[Opening Exercise input section]
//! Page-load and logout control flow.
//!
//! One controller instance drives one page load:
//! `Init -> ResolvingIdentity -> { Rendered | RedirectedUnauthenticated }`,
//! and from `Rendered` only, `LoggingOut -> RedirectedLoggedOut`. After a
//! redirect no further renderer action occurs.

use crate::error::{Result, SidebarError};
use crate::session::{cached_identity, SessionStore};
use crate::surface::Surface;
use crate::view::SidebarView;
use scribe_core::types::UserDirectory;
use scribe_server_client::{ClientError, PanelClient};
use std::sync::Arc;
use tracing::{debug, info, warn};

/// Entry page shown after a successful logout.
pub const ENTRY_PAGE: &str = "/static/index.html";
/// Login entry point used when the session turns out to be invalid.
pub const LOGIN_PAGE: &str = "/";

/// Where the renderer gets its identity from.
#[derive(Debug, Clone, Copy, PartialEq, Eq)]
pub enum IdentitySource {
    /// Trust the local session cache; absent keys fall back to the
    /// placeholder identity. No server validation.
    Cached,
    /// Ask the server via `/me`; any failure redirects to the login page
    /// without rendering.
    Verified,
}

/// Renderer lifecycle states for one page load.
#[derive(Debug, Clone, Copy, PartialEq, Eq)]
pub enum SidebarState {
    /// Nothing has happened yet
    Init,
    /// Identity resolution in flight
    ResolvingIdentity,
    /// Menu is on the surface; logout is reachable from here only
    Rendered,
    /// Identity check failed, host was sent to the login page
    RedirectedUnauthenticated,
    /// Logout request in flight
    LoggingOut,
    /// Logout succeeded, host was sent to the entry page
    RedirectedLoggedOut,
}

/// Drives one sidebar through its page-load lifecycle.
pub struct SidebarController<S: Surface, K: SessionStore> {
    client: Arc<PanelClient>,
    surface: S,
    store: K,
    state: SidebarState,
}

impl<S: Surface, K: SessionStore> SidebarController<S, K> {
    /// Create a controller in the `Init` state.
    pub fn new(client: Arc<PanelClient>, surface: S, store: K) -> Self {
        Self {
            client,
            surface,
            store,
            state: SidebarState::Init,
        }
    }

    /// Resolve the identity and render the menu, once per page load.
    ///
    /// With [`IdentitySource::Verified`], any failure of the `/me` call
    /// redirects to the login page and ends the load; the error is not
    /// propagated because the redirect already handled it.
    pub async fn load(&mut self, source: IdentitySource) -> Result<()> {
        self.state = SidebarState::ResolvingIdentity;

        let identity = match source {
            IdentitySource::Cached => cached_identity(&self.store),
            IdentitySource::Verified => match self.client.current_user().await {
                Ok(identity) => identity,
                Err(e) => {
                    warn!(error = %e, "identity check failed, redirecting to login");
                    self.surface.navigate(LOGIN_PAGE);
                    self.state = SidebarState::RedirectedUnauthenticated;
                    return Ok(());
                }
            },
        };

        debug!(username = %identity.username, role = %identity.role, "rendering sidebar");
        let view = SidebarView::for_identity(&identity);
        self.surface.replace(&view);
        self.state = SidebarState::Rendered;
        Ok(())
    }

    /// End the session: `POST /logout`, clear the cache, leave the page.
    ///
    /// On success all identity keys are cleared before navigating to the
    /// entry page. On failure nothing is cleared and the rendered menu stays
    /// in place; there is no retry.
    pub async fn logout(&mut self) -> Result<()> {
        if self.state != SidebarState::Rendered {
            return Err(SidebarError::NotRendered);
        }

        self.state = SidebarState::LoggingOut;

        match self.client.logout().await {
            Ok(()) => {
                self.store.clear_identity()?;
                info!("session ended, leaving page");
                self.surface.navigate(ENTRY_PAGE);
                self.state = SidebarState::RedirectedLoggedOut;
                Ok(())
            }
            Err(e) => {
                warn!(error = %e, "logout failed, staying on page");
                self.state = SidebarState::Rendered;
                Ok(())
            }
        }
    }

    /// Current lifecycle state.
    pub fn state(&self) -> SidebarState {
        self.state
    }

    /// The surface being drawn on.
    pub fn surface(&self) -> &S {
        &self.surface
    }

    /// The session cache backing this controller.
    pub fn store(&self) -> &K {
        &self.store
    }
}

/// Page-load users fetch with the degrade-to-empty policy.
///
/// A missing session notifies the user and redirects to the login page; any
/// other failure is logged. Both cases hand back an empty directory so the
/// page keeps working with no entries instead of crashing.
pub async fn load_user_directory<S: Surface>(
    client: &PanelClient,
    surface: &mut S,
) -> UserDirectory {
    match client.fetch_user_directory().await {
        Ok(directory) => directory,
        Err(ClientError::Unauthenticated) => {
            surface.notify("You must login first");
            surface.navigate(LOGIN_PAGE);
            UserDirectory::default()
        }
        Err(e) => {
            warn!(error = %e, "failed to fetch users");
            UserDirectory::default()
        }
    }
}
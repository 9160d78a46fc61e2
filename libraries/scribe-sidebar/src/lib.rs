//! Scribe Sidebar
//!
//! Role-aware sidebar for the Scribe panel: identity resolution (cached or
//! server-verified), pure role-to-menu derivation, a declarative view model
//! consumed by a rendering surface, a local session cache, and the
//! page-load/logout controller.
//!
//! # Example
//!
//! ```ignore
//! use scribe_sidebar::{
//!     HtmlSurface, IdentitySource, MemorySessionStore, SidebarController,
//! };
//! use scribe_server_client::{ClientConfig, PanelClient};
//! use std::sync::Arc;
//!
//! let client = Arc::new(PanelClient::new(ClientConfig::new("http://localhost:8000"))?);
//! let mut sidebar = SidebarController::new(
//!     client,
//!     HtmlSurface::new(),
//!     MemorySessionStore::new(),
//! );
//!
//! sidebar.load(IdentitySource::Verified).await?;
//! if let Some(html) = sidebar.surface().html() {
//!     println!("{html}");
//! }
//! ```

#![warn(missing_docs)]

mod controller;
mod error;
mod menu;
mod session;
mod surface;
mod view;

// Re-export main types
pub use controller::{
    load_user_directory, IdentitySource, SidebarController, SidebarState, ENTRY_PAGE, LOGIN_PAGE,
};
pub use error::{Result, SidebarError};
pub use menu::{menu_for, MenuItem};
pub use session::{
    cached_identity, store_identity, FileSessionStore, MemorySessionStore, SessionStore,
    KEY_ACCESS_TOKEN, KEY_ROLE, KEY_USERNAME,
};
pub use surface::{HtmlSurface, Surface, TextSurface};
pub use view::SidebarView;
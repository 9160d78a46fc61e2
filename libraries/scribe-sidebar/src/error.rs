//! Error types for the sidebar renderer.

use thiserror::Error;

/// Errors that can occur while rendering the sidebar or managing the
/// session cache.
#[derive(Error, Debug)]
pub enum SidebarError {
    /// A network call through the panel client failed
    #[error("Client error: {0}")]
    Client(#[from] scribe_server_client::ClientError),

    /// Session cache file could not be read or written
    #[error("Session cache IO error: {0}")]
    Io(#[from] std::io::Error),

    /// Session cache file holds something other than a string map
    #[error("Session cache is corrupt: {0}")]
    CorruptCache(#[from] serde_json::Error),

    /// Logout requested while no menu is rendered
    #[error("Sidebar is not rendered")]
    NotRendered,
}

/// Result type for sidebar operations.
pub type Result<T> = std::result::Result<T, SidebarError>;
[Closing Exercise input section]
What you are asked to do: The response should consist of every record, written out exactly as given.

Written solution:
//! Page-load and logout control flow.
//!
//! One controller instance drives one page load:
//! `Init -> ResolvingIdentity -> { Rendered | RedirectedUnauthenticated }`,
//! and from `Rendered` only, `LoggingOut -> RedirectedLoggedOut`. After a
//! redirect no further renderer action occurs.

use crate::error::{Result, SidebarError};
use crate::session::{cached_identity, SessionStore};
use crate::surface::Surface;
use crate::view::SidebarView;
use scribe_core::types::UserDirectory;
use scribe_server_client::{ClientError, PanelClient};
use std::sync::Arc;
use tracing::{debug, info, warn};

/// Entry page shown after a successful logout.
pub const ENTRY_PAGE: &str = "/static/index.html";
/// Login entry point used when the session turns out to be invalid.
pub const LOGIN_PAGE: &str = "/";

/// Where the renderer gets its identity from.
#[derive(Debug, Clone, Copy, PartialEq, Eq)]
pub enum IdentitySource {
    /// Trust the local session cache; absent keys fall back to the
    /// placeholder identity. No server validation.
    Cached,
    /// Ask the server via `/me`; any failure redirects to the login page
    /// without rendering.
    Verified,
}

/// Renderer lifecycle states for one page load.
#[derive(Debug, Clone, Copy, PartialEq, Eq)]
pub enum SidebarState {
    /// Nothing has happened yet
    Init,
    /// Identity resolution in flight
    ResolvingIdentity,
    /// Menu is on the surface; logout is reachable from here only
    Rendered,
    /// Identity check failed, host was sent to the login page
    RedirectedUnauthenticated,
    /// Logout request in flight
    LoggingOut,
    /// Logout succeeded, host was sent to the entry page
    RedirectedLoggedOut,
}

/// Drives one sidebar through its page-load lifecycle.
pub struct SidebarController<S: Surface, K: SessionStore> {
    client: Arc<PanelClient>,
    surface: S,
    store: K,
    state: SidebarState,
}

impl<S: Surface, K: SessionStore> SidebarController<S, K> {
    /// Create a controller in the `Init` state.
    pub fn new(client: Arc<PanelClient>, surface: S, store: K) -> Self {
        Self {
            client,
            surface,
            store,
            state: SidebarState::Init,
        }
    }

    /// Resolve the identity and render the menu, once per page load.
    ///
    /// With [`IdentitySource::Verified`], any failure of the `/me` call
    /// redirects to the login page and ends the load; the error is not
    /// propagated because the redirect already handled it.
    pub async fn load(&mut self, source: IdentitySource) -> Result<()> {
        self.state = SidebarState::ResolvingIdentity;

        let identity = match source {
            IdentitySource::Cached => cached_identity(&self.store),
            IdentitySource::Verified => match self.client.current_user().await {
                Ok(identity) => identity,
                Err(e) => {
                    warn!(error = %e, "identity check failed, redirecting to login");
                    self.surface.navigate(LOGIN_PAGE);
                    self.state = SidebarState::RedirectedUnauthenticated;
                    return Ok(());
                }
            },
        };

        debug!(username = %identity.username, role = %identity.role, "rendering sidebar");
        let view = SidebarView::for_identity(&identity);
        self.surface.replace(&view);
        self.state = SidebarState::Rendered;
        Ok(())
    }

    /// End the session: `POST /logout`, clear the cache, leave the page.
    ///
    /// On success all identity keys are cleared before navigating to the
    /// entry page. On failure nothing is cleared and the rendered menu stays
    /// in place; there is no retry.
    pub async fn logout(&mut self) -> Result<()> {
        if self.state != SidebarState::Rendered {
            return Err(SidebarError::NotRendered);
        }

        self.state = SidebarState::LoggingOut;

        match self.client.logout().await {
            Ok(()) => {
                self.store.clear_identity()?;
                info!("session ended, leaving page");
                self.surface.navigate(ENTRY_PAGE);
                self.state = SidebarState::RedirectedLoggedOut;
                Ok(())
            }
            Err(e) => {
                warn!(error = %e, "logout failed, staying on page");
                self.state = SidebarState::Rendered;
                Ok(())
            }
        }
    }

    /// Current lifecycle state.
    pub fn state(&self) -> SidebarState {
        self.state
    }

    /// The surface being drawn on.
    pub fn surface(&self) -> &S {
        &self.surface
    }

    /// The session cache backing this controller.
    pub fn store(&self) -> &K {
        &self.store
    }
}

/// Page-load users fetch with the degrade-to-empty policy.
///
/// A missing session notifies the user and redirects to the login page; any
/// other failure is logged. Both cases hand back an empty directory so the
/// page keeps working with no entries instead of crashing.
pub async fn load_user_directory<S: Surface>(
    client: &PanelClient,
    surface: &mut S,
) -> UserDirectory {
    match client.fetch_user_directory().await {
        Ok(directory) => directory,
        Err(ClientError::Unauthenticated) => {
            surface.notify("You must login first");
            surface.navigate(LOGIN_PAGE);
            UserDirectory::default()
        }
        Err(e) => {
            warn!(error = %e, "failed to fetch users");
            UserDirectory::default()
        }
    }
}
repository 9160d78a46fc61e2
filename libraries/scribe-sidebar/src/lib.rs
//! Scribe Sidebar
//!
//! Role-aware sidebar for the Scribe panel: identity resolution (cached or
//! server-verified), pure role-to-menu derivation, a declarative view model
//! consumed by a rendering surface, a local session cache, and the
//! page-load/logout controller.
//!
//! # Example
//!
//! ```ignore
//! use scribe_sidebar::{
//!     HtmlSurface, IdentitySource, MemorySessionStore, SidebarController,
//! };
//! use scribe_server_client::{ClientConfig, PanelClient};
//! use std::sync::Arc;
//!
//! let client = Arc::new(PanelClient::new(ClientConfig::new("http://localhost:8000"))?);
//! let mut sidebar = SidebarController::new(
//!     client,
//!     HtmlSurface::new(),
//!     MemorySessionStore::new(),
//! );
//!
//! sidebar.load(IdentitySource::Verified).await?;
//! if let Some(html) = sidebar.surface().html() {
//!     println!("{html}");
//! }
//! ```

#![warn(missing_docs)]

mod controller;
mod error;
mod menu;
mod session;
mod surface;
mod view;

// Re-export main types
pub use controller::{
    load_user_directory, IdentitySource, SidebarController, SidebarState, ENTRY_PAGE, LOGIN_PAGE,
};
pub use error::{Result, SidebarError};
pub use menu::{menu_for, MenuItem};
pub use session::{
    cached_identity, store_identity, FileSessionStore, MemorySessionStore, SessionStore,
    KEY_ACCESS_TOKEN, KEY_ROLE, KEY_USERNAME,
};
pub use surface::{HtmlSurface, Surface, TextSurface};
pub use view::SidebarView;
repository 9160d78a46fc61e2
filename libraries/scribe-sidebar/src/error.rs
//! Error types for the sidebar renderer.

use thiserror::Error;

/// Errors that can occur while rendering the sidebar or managing the
/// session cache.
#[derive(Error, Debug)]
pub enum SidebarError {
    /// A network call through the panel client failed
    #[error("Client error: {0}")]
    Client(#[from] scribe_server_client::ClientError),

    /// Session cache file could not be read or written
    #[error("Session cache IO error: {0}")]
    Io(#[from] std::io::Error),

    /// Session cache file holds something other than a string map
    #[error("Session cache is corrupt: {0}")]
    CorruptCache(#[from] serde_json::Error),

    /// Logout requested while no menu is rendered
    #[error("Sidebar is not rendered")]
    NotRendered,
}

/// Result type for sidebar operations.
pub type Result<T> = std::result::Result<T, SidebarError>;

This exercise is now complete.